1 de Dezembro de 2012 / às 19:19 / em 5 anos

Rebeldes sírios são atacados enquanto oposição negocia

BEIRUTE, 1 Dez (Reuters) - Caças sírios bombardearam áreas de Damasco controladas por rebeldes neste sábado, disseram os moradores, enquanto a oposição dava sinais de que poderia aceitar uma força internacional de manutenção da paz se o presidente Bashar al-Assad fosse obrigado a deixar o poder.

Caças atacaram os subúrbios de Kafar Souseh e Darraya em Damasco, segundo o Observatório Sírio para os Direitos Humanos, um grupo ligado à oposição.

Os ataques aéreos aconteceram depois da intensificação da atividade rebelde na capital, a sede do poder de Assad, assim como de ataques bem-sucedidos de bases militares do governo nas últimas semanas.

“As forças regulares sírias estão tentando controlar as áreas ao redor da capital”, disse o Observatório.

Bombardeios alvejaram um arco contínuo da presença rebelde nos distritos fora da capital, do nordeste ao sudoeste. Ativistas relataram confrontos e ataques aéreos nas províncias de Homs, Deir al-Zor, Idlib e em Aleppo, onde disseram que 14 combatentes rebeldes foram mortos durante um ataque a uma base militar na cidade de Khanasser na manhã de sábado.

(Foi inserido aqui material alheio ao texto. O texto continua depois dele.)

use std::cmp::Ordering;
use std::fmt;

use serde::{Deserialize, Serialize};

use crate::error::{EpisodicError, Result};

/// Quality level of a release, as proposed by the filename parser.
///
/// The declaration order carries no meaning: ranking always goes through a
/// [`QualityTable`], so new levels can be appended without reshuffling.
#[derive(Debug, Clone, Copy, PartialEq, Eq, Hash, Serialize, Deserialize)]
pub enum QualityType {
    #[serde(rename = "Unknown")]
    Unknown,
    #[serde(rename = "SDTV")]
    SDTV,
    #[serde(rename = "DVD")]
    DVD,
    #[serde(rename = "HDTV-720p")]
    HDTV720p,
    #[serde(rename = "WEBDL-720p")]
    WEBDL720p,
    #[serde(rename = "Bluray-720p")]
    Bluray720p,
    #[serde(rename = "HDTV-1080p")]
    HDTV1080p,
    #[serde(rename = "WEBDL-1080p")]
    WEBDL1080p,
    #[serde(rename = "Bluray-1080p")]
    Bluray1080p,
    #[serde(rename = "HDTV-2160p")]
    HDTV2160p,
    #[serde(rename = "WEBDL-2160p")]
    WEBDL2160p,
    #[serde(rename = "Bluray-2160p")]
    Bluray2160p,
}

impl QualityType {
    /// Every known level, in default rank order.
    pub const ALL: [QualityType; 12] = [
        Self::Unknown,
        Self::SDTV,
        Self::DVD,
        Self::HDTV720p,
        Self::WEBDL720p,
        Self::Bluray720p,
        Self::HDTV1080p,
        Self::WEBDL1080p,
        Self::Bluray1080p,
        Self::HDTV2160p,
        Self::WEBDL2160p,
        Self::Bluray2160p,
    ];

    /// Stable display/storage name.
    #[must_use]
    pub fn name(self) -> &'static str {
        match self {
            Self::Unknown => "Unknown",
            Self::SDTV => "SDTV",
            Self::DVD => "DVD",
            Self::HDTV720p => "HDTV-720p",
            Self::WEBDL720p => "WEBDL-720p",
            Self::Bluray720p => "Bluray-720p",
            Self::HDTV1080p => "HDTV-1080p",
            Self::WEBDL1080p => "WEBDL-1080p",
            Self::Bluray1080p => "Bluray-1080p",
            Self::HDTV2160p => "HDTV-2160p",
            Self::WEBDL2160p => "WEBDL-2160p",
            Self::Bluray2160p => "Bluray-2160p",
        }
    }

    /// Looks a level up by its storage name (case-insensitive).
    #[must_use]
    pub fn from_name(name: &str) -> Option<Self> {
        Self::ALL
            .into_iter()
            .find(|q| q.name().eq_ignore_ascii_case(name.trim()))
    }
}

impl fmt::Display for QualityType {
    fn fmt(&self, f: &mut fmt::Formatter<'_>) -> fmt::Result {
        f.write_str(self.name())
    }
}

/// A quality level together with its proper/repack modifier.
#[derive(Debug, Clone, Copy, PartialEq, Eq, Hash, Serialize, Deserialize)]
pub struct Quality {
    /// The quality level.
    pub kind: QualityType,
    /// Whether the release is a proper or repack.
    pub proper: bool,
}

impl Quality {
    /// Creates a new quality value.
    #[must_use]
    pub const fn new(kind: QualityType, proper: bool) -> Self {
        Self { kind, proper }
    }

    /// Shorthand for a non-proper release of `kind`.
    #[must_use]
    pub const fn plain(kind: QualityType) -> Self {
        Self::new(kind, false)
    }
}

impl Default for Quality {
    fn default() -> Self {
        Self::plain(QualityType::Unknown)
    }
}

impl fmt::Display for Quality {
    fn fmt(&self, f: &mut fmt::Formatter<'_>) -> fmt::Result {
        if self.proper {
            write!(f, "{} Proper", self.kind)
        } else {
            write!(f, "{}", self.kind)
        }
    }
}

/// Total order over quality levels.
///
/// Rank is the position in the table; `proper` breaks ties between equal
/// levels.
#[derive(Debug, Clone, PartialEq, Eq, Serialize, Deserialize)]
#[serde(try_from = "Vec<QualityType>", into = "Vec<QualityType>")]
pub struct QualityTable {
    order: Vec<QualityType>,
}

impl Default for QualityTable {
    fn default() -> Self {
        Self {
            order: QualityType::ALL.to_vec(),
        }
    }
}

impl QualityTable {
    /// Builds a table from lowest to highest level.
    ///
    /// # Errors
    ///
    /// Returns `EpisodicError::InvalidQualityTable` when a level is listed
    /// twice or missing.
    pub fn new(order: Vec<QualityType>) -> Result<Self> {
        for (i, kind) in order.iter().enumerate() {
            if order[..i].contains(kind) {
                return Err(EpisodicError::InvalidQualityTable(format!(
                    "{kind} is listed more than once"
                )));
            }
        }
        if let Some(missing) = QualityType::ALL.iter().find(|k| !order.contains(k)) {
            return Err(EpisodicError::InvalidQualityTable(format!(
                "{missing} is missing"
            )));
        }
        Ok(Self { order })
    }

    /// Position of `kind` in the table, lowest first.
    #[must_use]
    pub fn rank(&self, kind: QualityType) -> usize {
        // Construction guarantees every level is present.
        self.order.iter().position(|k| *k == kind).unwrap_or(0)
    }

    /// Compares two qualities: level rank first, then the proper flag.
    #[must_use]
    pub fn compare(&self, a: Quality, b: Quality) -> Ordering {
        self.rank(a.kind)
            .cmp(&self.rank(b.kind))
            .then(a.proper.cmp(&b.proper))
    }

    /// Returns `true` only if `candidate` strictly outranks `current`.
    #[must_use]
    pub fn is_upgrade(&self, candidate: Quality, current: Quality) -> bool {
        self.compare(candidate, current) == Ordering::Greater
    }
}

impl TryFrom<Vec<QualityType>> for QualityTable {
    type Error = EpisodicError;

    fn try_from(order: Vec<QualityType>) -> Result<Self> {
        Self::new(order)
    }
}

impl From<QualityTable> for Vec<QualityType> {
    fn from(table: QualityTable) -> Self {
        table.order
    }
}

É difícil verificar os relatos devido às restrições do governo ao acesso da imprensa na Síria. As conexões da internet na Síria voltaram a funcionar no sábado, depois de um blecaute de dois dias, a pior interrupção nas comunicações no levante de 20 meses contra Assad, em que 40 mil pessoas foram mortas e centenas de milhares obrigadas a fugir do país.

O grupo de oposição Coalizão Nacional Síria pode permitir uma força internacional de manutenção da paz no país se Assad e seus aliados deixarem o poder, disse o porta-voz da coalizão, Walid al-Bunni, no sábado.

Alguns membros da oposição foram contra a presença de tropas estrangeiras, dizendo que a chegada delas poderia servir como um pedido de união para os partidários de Assad em uma região próxima ao Mediterrâneo, onde vivem muitos de sua seita minoritária alauíta.

Bunni disse que a coalizão estava aberta a qualquer proposta se Assad e seus aliados, incluindo as principais autoridades nas forças armadas e no aparato de segurança, fossem removidos.

“Se essa for a primeira condição, então poderemos começar a discutir tudo. Não haverá processo político até que a família governante e todos os outros que dão base ao regime saiam”, acrescentou.

Bunni, um médico que passou a maior parte do período depois que Assad herdou o poder do pai em 2000 em uma prisão como preso político, falava em uma coletiva de imprensa que marcava a conclusão do primeiro encontro completo dos 60 membros da coalizão no Cairo.